I received a dispatch from Brigadier-General Granger and one from Major-General Milroy that 2,800 rebels, with artillery, were crossing the river at Claysville, but not stating under whose command and what direction they were moving. If I receive the arms and ammunition as soon as possible, I can hold this post. If I should need any re-enforcements I will telegraph.
Colonel, Commanding Post.
HDQRS. MILITARY DIVISION OF THE MISSISSIPPI,
In the Field, near Chattahoochee River, July 15, 1864.
General JOHN E. SMITH,
The general will move forward some little distance to-morrow, but will be glad to see you. Your telegram has not been received, but that by courier came this noon.
L. M. DAYTON,
SPECIAL FIELD ORDERS,
HDQRS. FIFTEENTH ARMY CORPS,
Near Roswell Factory, Ga., Numbers 53.
July 15, 1864.
* * * * *
II. Brigadier General Charles R. Woods will assume command of the First Division during the temporary absence of Brigadier General P. J. Osterhaus.

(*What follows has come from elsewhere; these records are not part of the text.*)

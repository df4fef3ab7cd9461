//! Startup- and request-time errors for the recording proxy.

use thiserror::Error;

/// Errors that can abort `tapedeck-proxy` startup.
#[derive(Debug, Error)]
pub enum ProxyError {
    /// The CLI flags did not validate.
    #[error("invalid configuration: {0}")]
    InvalidConfig(String),

    /// The server failed to bind its listening socket.
    #[error("failed to bind {addr}: {source}")]
    Bind {
        /// The address that failed to bind.
        addr: String,
        /// Underlying I/O error.
        #[source]
        source: std::io::Error,
    },

    /// An mTLS client certificate or key could not be loaded.
    #[error("failed to load client TLS material: {0}")]
    Tls(String),

    /// Dial/write/read failure against the upstream, before any response
    /// bytes reached the client. Surfaces as a 502 per the `upstream_error`
    /// taxonomy entry.
    #[error("upstream request failed: {0}")]
    Upstream(#[from] reqwest::Error),

    /// A record could not be persisted to disk.
    #[error("failed to persist record: {0}")]
    Persistence(#[from] tapedeck_core::CodecError),
}
//! SSE materialization and rescaling across the codec/sse boundary.

use tapedeck_core::codec::parse_record_value;
use serde_json::json;

#[test]
fn sse_record_round_trips_through_materialize() {
    let doc = json!({
        "request": {"url": "http://u/chat/stream", "method": "POST", "headers": {}},
        "response": {
            "status_code": 200,
            "headers": {"Content-Type": "text/event-stream"},
            "body": [
                {"data": {"token": "hi"}, "timestamp": 0.0},
                {"data": {"token": "there"}, "timestamp": 0.2},
                {"data": "[DONE]", "timestamp": 0.4}
            ],
            "delay": 0.4
        }
    });

    let resp = parse_record_value(&doc, "default").unwrap();
    assert!(resp.is_sse);
    assert!(resp.has_timed_sse_events());
    assert_eq!(resp.sse_events.len(), 3);
    assert_eq!(resp.sse_events[0].timestamp, 0.0);
    assert_eq!(resp.sse_events[2].serialized_data, b"[DONE]");

    let body = String::from_utf8(resp.body_bytes).unwrap();
    assert!(body.contains("data: {\"token\":\"hi\"}\n\n"));
    assert!(body.ends_with("data: [DONE]\n\n"));
}

#[test]
fn sse_string_body_has_no_timed_events() {
    let doc = json!({
        "request": {"url": "http://u/stream", "method": "GET", "headers": {}},
        "response": {
            "status_code": 200,
            "headers": {"Content-Type": "text/event-stream"},
            "body": "data: raw\n\n"
        }
    });
    let resp = parse_record_value(&doc, "default").unwrap();
    assert!(resp.is_sse);
    assert!(!resp.has_timed_sse_events());
    assert_eq!(resp.body_bytes, b"data: raw\n\n".to_vec());
}
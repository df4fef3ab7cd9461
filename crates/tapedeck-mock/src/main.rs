use std::path::PathBuf;
use std::sync::Arc;

use anyhow::Context;
use clap::Parser;
use tapedeck_core::{Index, ScenarioSet};
use tapedeck_mock::app_state::{AppState, ReplayConfig, Routing};
use tapedeck_mock::cli::Cli;
use tapedeck_mock::error::MockError;
use tapedeck_mock::logging404::Logger404;
use tapedeck_mock::{handler, logging};

#[tokio::main]
async fn main() -> anyhow::Result<()> {
    logging::init();

    let cli = Cli::parse();
    cli.validate().map_err(MockError::InvalidConfig)?;

    let routing = if let Some(config_path) = &cli.mock_config {
        tracing::info!(path = %config_path.display(), "loading scenario config");
        let scenarios = ScenarioSet::load(config_path)?;
        tracing::info!(count = scenarios.len(), "scenario mode active");
        Routing::Scenario(scenarios)
    } else {
        tracing::info!(dir = %cli.mock_dir.display(), "loading mock index");
        let index = Index::load(&cli.mock_dir)?;
        tracing::info!(count = index.len(), "mock index loaded");
        Routing::Index(index)
    };

    let logger404 = if cli.log_dir.is_empty() {
        None
    } else {
        Some(Logger404::new(PathBuf::from(&cli.log_dir)))
    };

    let replay = ReplayConfig {
        enabled: cli.replay_timing,
        jitter: cli.jitter,
    };

    let state = Arc::new(AppState::new(routing, replay, logger404));
    let app = handler::router(state);

    let addr = format!("{}:{}", cli.host, cli.port);
    let listener = tokio::net::TcpListener::bind(&addr)
        .await
        .map_err(|source| MockError::Bind {
            addr: addr.clone(),
            source,
        })?;

    tracing::info!(%addr, "tapedeck-mock listening");

    axum::serve(listener, app)
        .with_graceful_shutdown(shutdown_signal())
        .await
        .context("mock server loop exited with an error")?;

    Ok(())
}

async fn shutdown_signal() {
    let ctrl_c = async {
        tokio::signal::ctrl_c()
            .await
            .expect("failed to install Ctrl+C handler");
    };

    #[cfg(unix)]
    let terminate = async {
        tokio::signal::unix::signal(tokio::signal::unix::SignalKind::terminate())
            .expect("failed to install SIGTERM handler")
            .recv()
            .await;
    };

    #[cfg(not(unix))]
    let terminate = std::future::pending::<()>();

    tokio::select! {
        _ = ctrl_c => {},
        _ = terminate => {},
    }

    tracing::info!("shutdown signal received, draining in-flight requests");
}
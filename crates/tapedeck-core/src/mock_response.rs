//! The in-memory unit served by the mock engine.

use crate::content_type::EVENT_STREAM_CONTENT_TYPE;
use crate::headers::HeaderMap;
use crate::sse::StoredEvent;

/// A fully-materialized mock response, built from a record at startup (or
/// from a scenario's referenced record).
#[derive(Debug, Clone)]
pub struct MockResponse {
    /// URL path component only.
    pub path: String,
    /// Full URL as originally recorded, kept for the `/__mock__/list`
    /// projection.
    pub full_url: String,
    /// Upper-cased HTTP method.
    pub method: String,
    /// The mock-id this response is filed under.
    pub mock_id: String,
    /// Normalized content-type (parameters stripped).
    pub content_type: String,
    /// HTTP status code to replay.
    pub status_code: u16,
    /// Response headers, original case preserved.
    pub headers: HeaderMap,
    /// Pre-serialized body bytes, ready to write directly when timing
    /// replay is off (or the body isn't SSE).
    pub body_bytes: Vec<u8>,
    /// Ordered SSE events, non-empty iff `is_sse`. Used for timed replay.
    pub sse_events: Vec<StoredEvent>,
    /// True iff `content_type == "text/event-stream"`.
    pub is_sse: bool,
    /// Recorded delay, in seconds.
    pub delay: f64,
    /// `request.request_id` from the source record, if any.
    pub request_id: Option<String>,
}

impl MockResponse {
    /// True iff this response carries SSE events suitable for timed replay
    /// (as opposed to a flat string SSE body with no timing information).
    pub fn has_timed_sse_events(&self) -> bool {
        self.is_sse && !self.sse_events.is_empty()
    }
}
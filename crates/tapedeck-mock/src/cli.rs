//! Command-line surface for the mock server.

use std::path::PathBuf;

use clap::Parser;

/// Replay captured HTTP exchanges against matching requests.
#[derive(Parser, Debug)]
#[command(name = "tapedeck-mock", version, about)]
pub struct Cli {
    /// Root directory for the mock index.
    #[arg(long = "mock-dir", default_value = "mocks")]
    pub mock_dir: PathBuf,

    /// Path to a scenario YAML. When set, activates scenario mode and
    /// disables header-based lookup.
    #[arg(long = "mock-config")]
    pub mock_config: Option<PathBuf>,

    /// Directory for 404 records. An empty string disables 404 logging.
    #[arg(long = "log-dir", default_value = "mock_log")]
    pub log_dir: String,

    /// Bind address.
    #[arg(long, default_value = "127.0.0.1")]
    pub host: String,

    /// Bind port.
    #[arg(long, default_value_t = 8000)]
    pub port: u16,

    /// Enable delay-and-jitter replay behavior for SSE and non-SSE bodies.
    #[arg(long = "replay-timing", default_value_t = false)]
    pub replay_timing: bool,

    /// Multiplicative jitter range in `[0, 1]`, e.g. `0.1` for ±10%.
    #[arg(long, default_value_t = 0.0)]
    pub jitter: f64,
}

impl Cli {
    /// Validate flag combinations that `clap` cannot express on its own.
    pub fn validate(&self) -> Result<(), String> {
        if !(0.0..=1.0).contains(&self.jitter) {
            return Err(format!("--jitter must be in [0, 1], got {}", self.jitter));
        }
        Ok(())
    }
}
//! `tracing`/`tracing-subscriber` bootstrap, initialized before any other
//! startup work.

use tracing_subscriber::EnvFilter;

/// Initialize the global tracing subscriber. Default filter `tapedeck=info`,
/// overridable via `RUST_LOG`.
pub fn init() {
    let filter =
        EnvFilter::try_from_default_env().unwrap_or_else(|_| EnvFilter::new("tapedeck=info"));
    tracing_subscriber::fmt()
        .with_env_filter(filter)
        .with_target(true)
        .init();
}
//! The composite `(path, mock_id, content_type)` lookup map. Built once at
//! startup, read-only thereafter — no synchronization is needed on the hot
//! path, so this is a plain `HashMap` rather than the workspace's usual
//! `dashmap::DashMap` (that type earns its keep on genuinely
//! concurrently-*mutated* maps elsewhere in this toolkit, e.g. the SSE
//! writer pool; here it would only add sharding overhead).

use std::collections::HashMap;
use std::path::Path;

use walkdir::WalkDir;

use crate::codec;
use crate::error::CoreError;
use crate::mock_response::MockResponse;

/// Composite key: `(path, mock_id, content_type)`, compared byte-exact.
/// Callers must normalize content-type before probing.
#[derive(Debug, Clone, PartialEq, Eq, Hash)]
struct IndexKey {
    path: String,
    mock_id: String,
    content_type: String,
}

/// Pre-cached `/__mock__/stats` projection.
#[derive(Debug, Clone, serde::Serialize)]
pub struct Stats {
    pub total_responses: usize,
    pub unique_paths: usize,
    pub unique_mock_ids: usize,
    pub paths: Vec<String>,
}

/// One entry in the pre-cached `/__mock__/list` projection.
#[derive(Debug, Clone, serde::Serialize)]
pub struct MockListEntry {
    pub request_id: Option<String>,
    pub path: String,
    pub method: String,
    pub mock_id: String,
    pub content_type: String,
    pub status_code: u16,
    pub full_url: String,
}

/// The in-memory mock index.
pub struct Index {
    entries: HashMap<IndexKey, Vec<MockResponse>>,
    stats_json: Vec<u8>,
    list_json: Vec<u8>,
}

impl Index {
    /// Walk `mock_dir`: each immediate subdirectory is a mock-id, each
    /// `*.json` file within it is a record. Files that fail to parse are
    /// skipped and logged, never aborting the load.
    pub fn load(mock_dir: &Path) -> Result<Self, CoreError> {
        let mut entries: HashMap<IndexKey, Vec<MockResponse>> = HashMap::new();

        if mock_dir.exists() {
            for mock_id_dir in WalkDir::new(mock_dir)
                .min_depth(1)
                .max_depth(1)
                .into_iter()
                .filter_map(|e| e.ok())
                .filter(|e| e.file_type().is_dir())
            {
                let mock_id = mock_id_dir.file_name().to_string_lossy().to_string();
                for entry in WalkDir::new(mock_id_dir.path())
                    .min_depth(1)
                    .max_depth(1)
                    .into_iter()
                    .filter_map(|e| e.ok())
                    .filter(|e| e.file_type().is_file())
                    .filter(|e| e.path().extension().is_some_and(|ext| ext == "json"))
                {
                    match std::fs::read(entry.path()) {
                        Ok(bytes) => match codec::parse_record_bytes(&bytes, &mock_id) {
                            Ok(response) => {
                                let key = IndexKey {
                                    path: response.path.clone(),
                                    mock_id: response.mock_id.clone(),
                                    content_type: response.content_type.clone(),
                                };
                                entries.entry(key).or_default().push(response);
                            }
                            Err(err) => {
                                tracing::warn!(
                                    file = %entry.path().display(),
                                    error = %err,
                                    "skipping unparseable mock record"
                                );
                            }
                        },
                        Err(err) => {
                            tracing::warn!(
                                file = %entry.path().display(),
                                error = %err,
                                "could not read mock record file"
                            );
                        }
                    }
                }
            }
        } else {
            tracing::warn!(dir = %mock_dir.display(), "mock directory does not exist; index will be empty");
        }

        Ok(Self::from_entries(entries))
    }

    /// Hot path: compose the composite key and probe the map, returning the
    /// first candidate whose method matches (case-insensitively), or the
    /// first candidate if `method` is empty.
    ///
    /// Building `IndexKey` is the one unavoidable heap allocation per
    /// request (three owned `String`s for the lookup key); everything
    /// downstream of the map hit borrows directly from the stored
    /// `MockResponse`.
    pub fn find(&self, path: &str, mock_id: &str, content_type: &str, method: &str) -> Option<&MockResponse> {
        let key = IndexKey {
            path: path.to_string(),
            mock_id: mock_id.to_string(),
            content_type: content_type.to_string(),
        };
        let candidates = self.entries.get(&key)?;
        select_by_method(candidates, method)
    }

    /// `Accept: */*` fallback: O(N) scan for the first entry matching
    /// `(path, mock_id)` regardless of content-type, method-filtered when
    /// supplied.
    pub fn find_any_content_type(&self, path: &str, mock_id: &str, method: &str) -> Option<&MockResponse> {
        for candidates in self.entries.values() {
            if let Some(first) = candidates.first() {
                if first.path != path || first.mock_id != mock_id {
                    continue;
                }
            } else {
                continue;
            }
            if let Some(found) = select_by_method(candidates, method) {
                return Some(found);
            }
        }
        None
    }

    /// Pre-serialized `/__mock__/stats` body.
    pub fn stats_json(&self) -> &[u8] {
        &self.stats_json
    }

    /// Pre-serialized `/__mock__/list` body.
    pub fn list_json(&self) -> &[u8] {
        &self.list_json
    }

    /// Total number of loaded mock responses (for diagnostics/tests).
    pub fn len(&self) -> usize {
        self.entries.values().map(Vec::len).sum()
    }

    /// True iff the index has no loaded responses.
    pub fn is_empty(&self) -> bool {
        self.len() == 0
    }

    fn from_entries(entries: HashMap<IndexKey, Vec<MockResponse>>) -> Self {
        let stats = build_stats(&entries);
        let list = build_list(&entries);
        let stats_json = serde_json::to_vec(&stats).unwrap_or_default();
        let list_json = serde_json::to_vec(&list).unwrap_or_default();
        Self {
            entries,
            stats_json,
            list_json,
        }
    }
}

fn select_by_method<'a>(candidates: &'a [MockResponse], method: &str) -> Option<&'a MockResponse> {
    if method.is_empty() {
        return candidates.first();
    }
    candidates
        .iter()
        .find(|r| r.method.eq_ignore_ascii_case(method))
}

fn build_stats(entries: &HashMap<IndexKey, Vec<MockResponse>>) -> Stats {
    let total_responses = entries.values().map(Vec::len).sum();
    let mut paths: Vec<String> = entries.keys().map(|k| k.path.clone()).collect();
    paths.sort();
    paths.dedup();
    let mut mock_ids: Vec<&str> = entries.keys().map(|k| k.mock_id.as_str()).collect();
    mock_ids.sort();
    mock_ids.dedup();
    Stats {
        total_responses,
        unique_paths: paths.len(),
        unique_mock_ids: mock_ids.len(),
        paths,
    }
}

#[derive(serde::Serialize)]
struct MockList {
    total: usize,
    mocks: Vec<MockListEntry>,
}

fn build_list(entries: &HashMap<IndexKey, Vec<MockResponse>>) -> MockList {
    let mut mocks: Vec<MockListEntry> = Vec::new();
    for responses in entries.values() {
        for response in responses {
            mocks.push(MockListEntry {
                request_id: response.request_id.clone(),
                path: response.path.clone(),
                method: response.method.clone(),
                mock_id: response.mock_id.clone(),
                content_type: response.content_type.clone(),
                status_code: response.status_code,
                full_url: response.full_url.clone(),
            });
        }
    }
    MockList {
        total: mocks.len(),
        mocks,
    }
}
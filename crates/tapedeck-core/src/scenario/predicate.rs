//! The JSON-body predicate dialect. Modeled as a sum type with an explicit
//! evaluator over a gjson-style dotted field path, rather than an open
//! trait hierarchy of predicate kinds.

use regex::Regex;
use serde::Deserialize;
use serde_json::Value;

/// A compiled predicate tree. Leaves carry a `field` path and a comparison
/// value; combinators recurse into child predicates.
#[derive(Debug)]
pub enum Predicate {
    Eq { field: String, value: Value },
    Rx { field: String, regex: Regex },
    Gt { field: String, value: f64 },
    Lt { field: String, value: f64 },
    Gte { field: String, value: f64 },
    Lte { field: String, value: f64 },
    And(Vec<Predicate>),
    Or(Vec<Predicate>),
    Not(Box<Predicate>),
}

/// The YAML/JSON surface form of a predicate, deserialized before
/// compilation (so an `rx` leaf's pattern can be validated once).
#[derive(Debug, Deserialize)]
#[serde(rename_all = "lowercase")]
pub enum RawPredicate {
    Eq(FieldValue),
    Rx(FieldValue),
    Gt(FieldNumber),
    Lt(FieldNumber),
    Gte(FieldNumber),
    Lte(FieldNumber),
    And(Vec<RawPredicate>),
    Or(Vec<RawPredicate>),
    Not(Box<RawPredicate>),
}

#[derive(Debug, Deserialize)]
pub struct FieldValue {
    pub field: String,
    pub value: Value,
}

#[derive(Debug, Deserialize)]
pub struct FieldNumber {
    pub field: String,
    pub value: f64,
}

/// Compile a [`RawPredicate`] into a [`Predicate`], validating regex leaves.
/// Returns `Err` with a human-readable reason on the first invalid leaf,
/// rejecting the whole config rather than silently dropping a bad filter.
pub fn compile(raw: &RawPredicate) -> Result<Predicate, String> {
    Ok(match raw {
        RawPredicate::Eq(fv) => Predicate::Eq {
            field: fv.field.clone(),
            value: fv.value.clone(),
        },
        RawPredicate::Rx(fv) => {
            let pattern = fv
                .value
                .as_str()
                .ok_or_else(|| format!("rx predicate on field {:?} must have a string value", fv.field))?;
            let regex = Regex::new(pattern)
                .map_err(|e| format!("invalid regex {pattern:?} for field {:?}: {e}", fv.field))?;
            Predicate::Rx {
                field: fv.field.clone(),
                regex,
            }
        }
        RawPredicate::Gt(fv) => Predicate::Gt { field: fv.field.clone(), value: fv.value },
        RawPredicate::Lt(fv) => Predicate::Lt { field: fv.field.clone(), value: fv.value },
        RawPredicate::Gte(fv) => Predicate::Gte { field: fv.field.clone(), value: fv.value },
        RawPredicate::Lte(fv) => Predicate::Lte { field: fv.field.clone(), value: fv.value },
        RawPredicate::And(children) => {
            Predicate::And(children.iter().map(compile).collect::<Result<_, _>>()?)
        }
        RawPredicate::Or(children) => {
            Predicate::Or(children.iter().map(compile).collect::<Result<_, _>>()?)
        }
        RawPredicate::Not(child) => Predicate::Not(Box::new(compile(child)?)),
    })
}

/// Resolve a gjson-style dotted field path (no `$` prefix) against a JSON
/// value, e.g. `"processing.state"` or `"payload.id"`.
pub fn resolve_field<'a>(root: &'a Value, field: &str) -> Option<&'a Value> {
    let mut current = root;
    for segment in field.split('.') {
        current = current.as_object()?.get(segment)?;
    }
    Some(current)
}

impl Predicate {
    /// Evaluate this predicate against a request body. When the body is not
    /// valid JSON, callers pass `None` and every leaf predicate below
    /// returns `false` rather than matching vacuously.
    pub fn matches(&self, body: Option<&Value>) -> bool {
        match self {
            Predicate::Eq { field, value } => {
                body.and_then(|b| resolve_field(b, field)).map(|v| v == value).unwrap_or(false)
            }
            Predicate::Rx { field, regex } => body
                .and_then(|b| resolve_field(b, field))
                .and_then(Value::as_str)
                .map(|s| regex.is_match(s))
                .unwrap_or(false),
            Predicate::Gt { field, value } => numeric_compare(body, field, |v| v > *value),
            Predicate::Lt { field, value } => numeric_compare(body, field, |v| v < *value),
            Predicate::Gte { field, value } => numeric_compare(body, field, |v| v >= *value),
            Predicate::Lte { field, value } => numeric_compare(body, field, |v| v <= *value),
            Predicate::And(children) => children.iter().all(|p| p.matches(body)),
            Predicate::Or(children) => children.iter().any(|p| p.matches(body)),
            Predicate::Not(child) => !child.matches(body),
        }
    }
}

fn numeric_compare(body: Option<&Value>, field: &str, cmp: impl Fn(f64) -> bool) -> bool {
    body.and_then(|b| resolve_field(b, field))
        .and_then(Value::as_f64)
        .map(cmp)
        .unwrap_or(false)
}
//! Error types for the tapedeck engine.

/// Result type for record parsing/writing.
pub type CodecResult<T> = Result<T, CodecError>;

/// Errors produced while parsing or writing a record file.
///
/// Corresponds to the `invalid_record` / `persistence_error` taxonomy
/// entries. Parse errors are always skip-and-log at the call site; they
/// never abort index loading.
#[derive(Debug, thiserror::Error)]
pub enum CodecError {
    /// The document is not a JSON object, or is missing `request`/`response`.
    #[error("invalid record: {reason}")]
    InvalidRecord {
        /// Human-readable reason, for logging.
        reason: String,
    },

    /// A field that must be present for the record to make sense was absent.
    #[error("record missing field: {0}")]
    MissingField(&'static str),

    /// The record's `request.url` could not be parsed as a URL.
    #[error("invalid request url: {0}")]
    InvalidUrl(String),

    /// I/O failure reading or writing a record file.
    #[error("record I/O error: {0}")]
    Io(#[from] std::io::Error),

    /// The document was not valid JSON.
    #[error("record JSON error: {0}")]
    Json(#[from] serde_json::Error),
}

/// Result type for scenario loading.
pub type ScenarioResult<T> = Result<T, ScenarioError>;

/// Errors produced while loading a scenario YAML file. All of these are
/// fatal at startup: configuration errors abort the process rather than
/// degrading to a partial scenario set.
#[derive(Debug, thiserror::Error)]
pub enum ScenarioError {
    /// The YAML file could not be read.
    #[error("could not read scenario file {path}: {source}")]
    Read {
        /// Path that failed to open.
        path: String,
        /// Underlying I/O error.
        #[source]
        source: std::io::Error,
    },

    /// The YAML failed to parse, or did not match the expected schema.
    #[error("invalid scenario YAML: {0}")]
    InvalidYaml(#[from] serde_yaml::Error),

    /// `scenarios:` was present but empty.
    #[error("scenario config has no scenarios")]
    EmptyScenarios,

    /// A scenario was missing a required field.
    #[error("scenario {name:?} missing field: {field}")]
    MissingField {
        /// Scenario name, if known.
        name: String,
        /// Name of the missing field.
        field: &'static str,
    },

    /// A scenario's `filter.body` predicate failed to compile (e.g. a bad
    /// regex in an `rx` leaf).
    #[error("scenario {name:?} has an invalid filter: {reason}")]
    InvalidFilter {
        /// Scenario name.
        name: String,
        /// Why the predicate was rejected.
        reason: String,
    },

    /// A scenario's `response.file` could not be resolved or loaded.
    #[error("scenario {name:?} references missing response file {path}: {source}")]
    MissingResponseFile {
        /// Scenario name.
        name: String,
        /// Resolved response file path.
        path: String,
        /// Underlying codec error.
        #[source]
        source: CodecError,
    },

    /// Two scenarios declared the same name.
    #[error("duplicate scenario name: {0}")]
    DuplicateName(String),
}

/// Umbrella error for anything surfaced directly out of `tapedeck-core`
/// public entry points (index loading, scenario loading).
#[derive(Debug, thiserror::Error)]
pub enum CoreError {
    /// Wraps a [`CodecError`].
    #[error(transparent)]
    Codec(#[from] CodecError),
    /// Wraps a [`ScenarioError`].
    #[error(transparent)]
    Scenario(#[from] ScenarioError),
    /// I/O failure walking the mock directory tree.
    #[error("could not read mock directory {path}: {source}")]
    MockDir {
        /// Directory that failed to open.
        path: String,
        /// Underlying I/O error.
        #[source]
        source: std::io::Error,
    },
}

By order of Major General John A. Logan:
R. R. TOWNES,
CITY POINT, July 16, 1864-10 a. m.
The attempted invasion of Maryland having failed to give the enemy a firm foothold North, they are now returning, with possibly 25,000 troops. All the men they have here, beyond a sufficiently to hold their strong fortifications, will be an element of weakness to eat up their supplies. It is not improbable, therefore, that you will find in the next fortnight re-enforcements in your front to the number indicated above. I advise, therefore, that if you get to Atlanta you set about destroying the railroads as far to the east and south of you as possible; collect all the stores of the country for your own use, and select a point that you can hold until help can be had. I shall make a desperate effort to get a position here which will hold the enemy without the necessity of so many men. If successful, I can detach from here for other enterprises, looking as much to your assistance as anything else.